Politicians on all sides are engaged in the faux outrage and dangerous posturing that is pandering and emboldening the far right. We mustn’t let this be used as an excuse to clamp down on protest and introduce draconian legislation.

History repeating

For as long as I can remember, every few years, there’s an issue that causes things to kick off. Generally, a combination of fucked up government policy, fuelled by excessive violent policing, leads to rioting on Whitehall and damage to the Cenotaph and other statues. Politicians and the establishment media express outrage. The stone gets scrubbed. And the clock gets reset.

In 1990, during the Poll Tax riot, the Cenotaph was redecorated and a flag burned.

During the May Day protests in 2000, once again the Cenotaph was targeted. Protesters adorned Winston Churchill with a turf green mohican and sprayed red paint, symbolising blood, coming from his mouth. Then-PM Tony Blair visited the Cenotaph and expressed his “contempt”. The home secretary at the time, Jack Straw, stated:

What was witnessed in central London yesterday was criminality and thuggery masquerading as political protest. In our democracy, there is neither reason nor excuse for such appalling behaviour.

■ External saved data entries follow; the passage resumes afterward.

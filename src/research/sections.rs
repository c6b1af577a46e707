//! Report sections and the section-scoped drafting stage.

use crate::llm::LLMClient;
use crate::research::citations::{CitationDocument, SourceId};
use crate::research::context::StageContext;
use crate::research::events::keys;
use crate::research::prompts;
use crate::research::text::strip_reasoning;
use regex::{Captures, Regex};
use serde::Serialize;
use std::collections::BTreeSet;
use std::sync::{Arc, LazyLock};

/// Sections drafted concurrently per round
pub const DRAFT_BATCH_SIZE: usize = 2;

static CITATION_MARKER: LazyLock<Regex> =
    LazyLock::new(|| Regex::new(r"\[(\d+)\]").expect("citation marker pattern is valid"));

#[derive(Debug, Clone, PartialEq, Eq, Serialize)]
pub struct Section {
    pub name: String,
    pub content: String,
}

/// Sections in order of first appearance, unique by exact name
#[derive(Debug, Clone, Default, PartialEq, Eq)]
pub struct Sections {
    items: Vec<Section>,
}

impl Sections {
    pub fn new() -> Self {
        Self::default()
    }

    /// Create `name` with empty content unless it exists; true if created
    pub fn ensure(&mut self, name: &str) -> bool {
        if self.get(name).is_some() {
            return false;
        }
        self.items.push(Section {
            name: name.to_string(),
            content: String::new(),
        });
        true
    }

    pub fn get(&self, name: &str) -> Option<&Section> {
        self.items.iter().find(|s| s.name == name)
    }

    pub fn iter(&self) -> impl Iterator<Item = &Section> {
        self.items.iter()
    }

    pub fn names(&self) -> Vec<&str> {
        self.items.iter().map(|s| s.name.as_str()).collect()
    }

    pub fn len(&self) -> usize {
        self.items.len()
    }

    pub fn is_empty(&self) -> bool {
        self.items.is_empty()
    }

    /// Append each successful draft to its section; failed drafts are skipped
    pub fn apply_drafts(&mut self, drafts: Vec<SectionDraft>) {
        for draft in drafts {
            let Some(text) = draft.content else {
                continue;
            };
            if let Some(section) = self.items.iter_mut().find(|s| s.name == draft.name) {
                if !section.content.is_empty() {
                    section.content.push_str("\n\n");
                }
                section.content.push_str(&text);
            }
        }
    }

    /// Move sections created after the first `prior_len` in front of the
    /// last pre-existing section. Applies only when more than two sections
    /// existed before, so the first and last of those never move.
    pub fn splice_new(&mut self, prior_len: usize) {
        if prior_len <= 2 || self.items.len() <= prior_len {
            return;
        }
        let created: Vec<Section> = self.items.drain(prior_len..).collect();
        let at = prior_len - 1;
        self.items.splice(at..at, created);
    }

    pub fn render_markdown(&self) -> String {
        self.items
            .iter()
            .map(|s| format!("## {}\n\n{}", s.name, s.content.trim()))
            .collect::<Vec<_>>()
            .join("\n\n")
    }
}

/// Output of one drafting call; `None` when the call failed
#[derive(Debug, Clone, PartialEq, Eq)]
pub struct SectionDraft {
    pub name: String,
    pub content: Option<String>,
}

/// Remove `[n]` markers whose id is not in `allowed`
pub fn strip_unlisted_citations(text: &str, allowed: &BTreeSet<SourceId>) -> String {
    CITATION_MARKER
        .replace_all(text, |caps: &Captures| {
            let listed = caps[1]
                .parse::<u64>()
                .map(|n| allowed.contains(&SourceId(n)))
                .unwrap_or(false);
            if listed {
                caps[0].to_string()
            } else {
                String::new()
            }
        })
        .into_owned()
}

#[derive(Clone)]
pub struct SectionWriter {
    llm: Arc<dyn LLMClient>,
}

impl SectionWriter {
    pub fn new(llm: Arc<dyn LLMClient>) -> Self {
        Self { llm }
    }

    /// Draft `targets` two at a time, each against its own slice of
    /// `citations`. Drafts come back in target order.
    pub async fn write(
        &self,
        ctx: &StageContext,
        topic: &str,
        sections: &Sections,
        citations: &CitationDocument,
        targets: &[String],
    ) -> Vec<SectionDraft> {
        let mut drafts = Vec::with_capacity(targets.len());

        for batch in targets.chunks(DRAFT_BATCH_SIZE) {
            let round = batch
                .iter()
                .map(|name| self.draft(ctx, topic, sections, citations, name));
            drafts.extend(futures::future::join_all(round).await);
        }

        drafts
    }

    async fn draft(
        &self,
        ctx: &StageContext,
        topic: &str,
        sections: &Sections,
        citations: &CitationDocument,
        name: &str,
    ) -> SectionDraft {
        let scoped = citations.for_section(name);
        let allowed = scoped.citable_ids();
        let existing = sections.get(name).map(|s| s.content.as_str()).unwrap_or("");
        let prompt = prompts::section_writer(topic, name, existing, &scoped.render(), &allowed);

        let content = match ctx
            .complete_streaming(self.llm.as_ref(), &prompt, keys::WRITE, ctx.timeout)
            .await
        {
            Ok(raw) => {
                let text = strip_unlisted_citations(&strip_reasoning(&raw), &allowed);
                let text = text.trim();
                (!text.is_empty()).then(|| text.to_string())
            }
            Err(e) => {
                tracing::warn!(section = name, error = %e, "Section draft failed, keeping content");
                None
            }
        };

        SectionDraft {
            name: name.to_string(),
            content,
        }
    }
}

#[cfg(test)]
mod tests {
    use super::*;

    fn with_sections(names: &[&str]) -> Sections {
        let mut sections = Sections::new();
        for name in names {
            sections.ensure(name);
        }
        sections
    }

    #[test]
    fn test_ensure_dedupes_by_exact_name() {
        let mut sections = Sections::new();
        assert!(sections.ensure("Intro"));
        assert!(!sections.ensure("Intro"));
        assert!(sections.ensure("intro"));
        assert_eq!(sections.names(), vec!["Intro", "intro"]);
    }

    #[test]
    fn test_apply_drafts_appends_and_skips_failures() {
        let mut sections = with_sections(&["Intro", "Outlook"]);
        sections.apply_drafts(vec![SectionDraft {
            name: "Intro".into(),
            content: Some("First.".into()),
        }]);
        sections.apply_drafts(vec![
            SectionDraft {
                name: "Intro".into(),
                content: Some("Second.".into()),
            },
            SectionDraft {
                name: "Outlook".into(),
                content: None,
            },
        ]);

        assert_eq!(sections.get("Intro").unwrap().content, "First.\n\nSecond.");
        assert_eq!(sections.get("Outlook").unwrap().content, "");
    }

    #[test]
    fn test_splice_new_goes_before_last_existing() {
        let mut sections = with_sections(&["Intro", "Body", "Conclusion"]);
        sections.ensure("Gap A");
        sections.ensure("Gap B");
        sections.splice_new(3);
        assert_eq!(
            sections.names(),
            vec!["Intro", "Body", "Gap A", "Gap B", "Conclusion"]
        );
    }

    #[test]
    fn test_splice_skipped_for_two_or_fewer_existing() {
        let mut sections = with_sections(&["Intro", "Conclusion"]);
        sections.ensure("Gap");
        sections.splice_new(2);
        assert_eq!(sections.names(), vec!["Intro", "Conclusion", "Gap"]);
    }

    #[test]
    fn test_strip_unlisted_citations() {
        let allowed: BTreeSet<SourceId> = [SourceId(1), SourceId(3)].into_iter().collect();
        let text = "Solar grew [1][2]. Wind too [3]. See [note] and [99].";
        assert_eq!(
            strip_unlisted_citations(text, &allowed),
            "Solar grew [1]. Wind too [3]. See [note] and ."
        );
    }

    #[test]
    fn test_render_markdown() {
        let mut sections = with_sections(&["Intro"]);
        sections.apply_drafts(vec![SectionDraft {
            name: "Intro".into(),
            content: Some("Hello [1].".into()),
        }]);
        assert_eq!(sections.render_markdown(), "## Intro\n\nHello [1].");
    }
}
//! LLM Provider Clients and Abstractions
//!
//! This module provides a unified interface for the completion providers the
//! research pipeline calls. Provider-specific code sits behind [`LLMClient`],
//! so stages and tests work with any implementation.
//!
//! # Architecture
//!
//! - [`LLMClient`] - The core trait that all providers implement
//! - [`Provider`] - Runtime provider selection resolved from configuration
//! - [`ProviderRegistry`] - Resolves `dossier.toml` model names to clients
//!
//! # Supported Providers
//!
//! Enable providers via Cargo features:
//! - `ollama` - Local Ollama server (default)
//! - `openai` - OpenAI API and compatible endpoints
//!
//! # Example
//!
//! ```ignore
//! use dossier::llm::ProviderRegistry;
//!
//! let registry = ProviderRegistry::from_config(&config);
//! let client = registry.create_client_for_model("reasoning").await?;
//! let text = client.generate("What is 2+2?").await?;
//! ```

/// Core LLM client trait and provider selection.
pub mod client;
/// Registry for managing multiple LLM provider instances.
pub mod provider_registry;

#[cfg(feature = "ollama")]
pub mod ollama;

#[cfg(feature = "openai")]
pub mod openai;

pub use client::{LLMClient, Provider, TextStream};
pub use provider_registry::ProviderRegistry;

Fast forward to 2010 and it was the student protests kicking off in Whitehall. And yes, once again, the Cenotaph and Winston Churchill came under attack. As the Daily Mail moaned at the time:

They defiled a statue of Winston Churchill by urinating on it, ripped flags from the Cenotaph ­– the nation’s sacred memorial to those who died in the name of liberty – then lit fires and sprayed slogans on the ground in the shadow of the Houses of Parliament.

Yes, it might not be the most effective means of protest – but you could almost say it’s a protest tradition. And ultimately, no lasting harm has occurred to what are in reality just bits of stone.

Who’s disrespecting whom?

There’s also a wider question that needs addressing when looking at the moral outrage generated from damaging the Cenotaph. Politicians – yes, the actual people whose policies and actions are being targeted by the protests – are always quick to express their disgust and their contempt. But it’s these same politicians who are disrespecting the dead and disrespecting the sacrifices made in wars.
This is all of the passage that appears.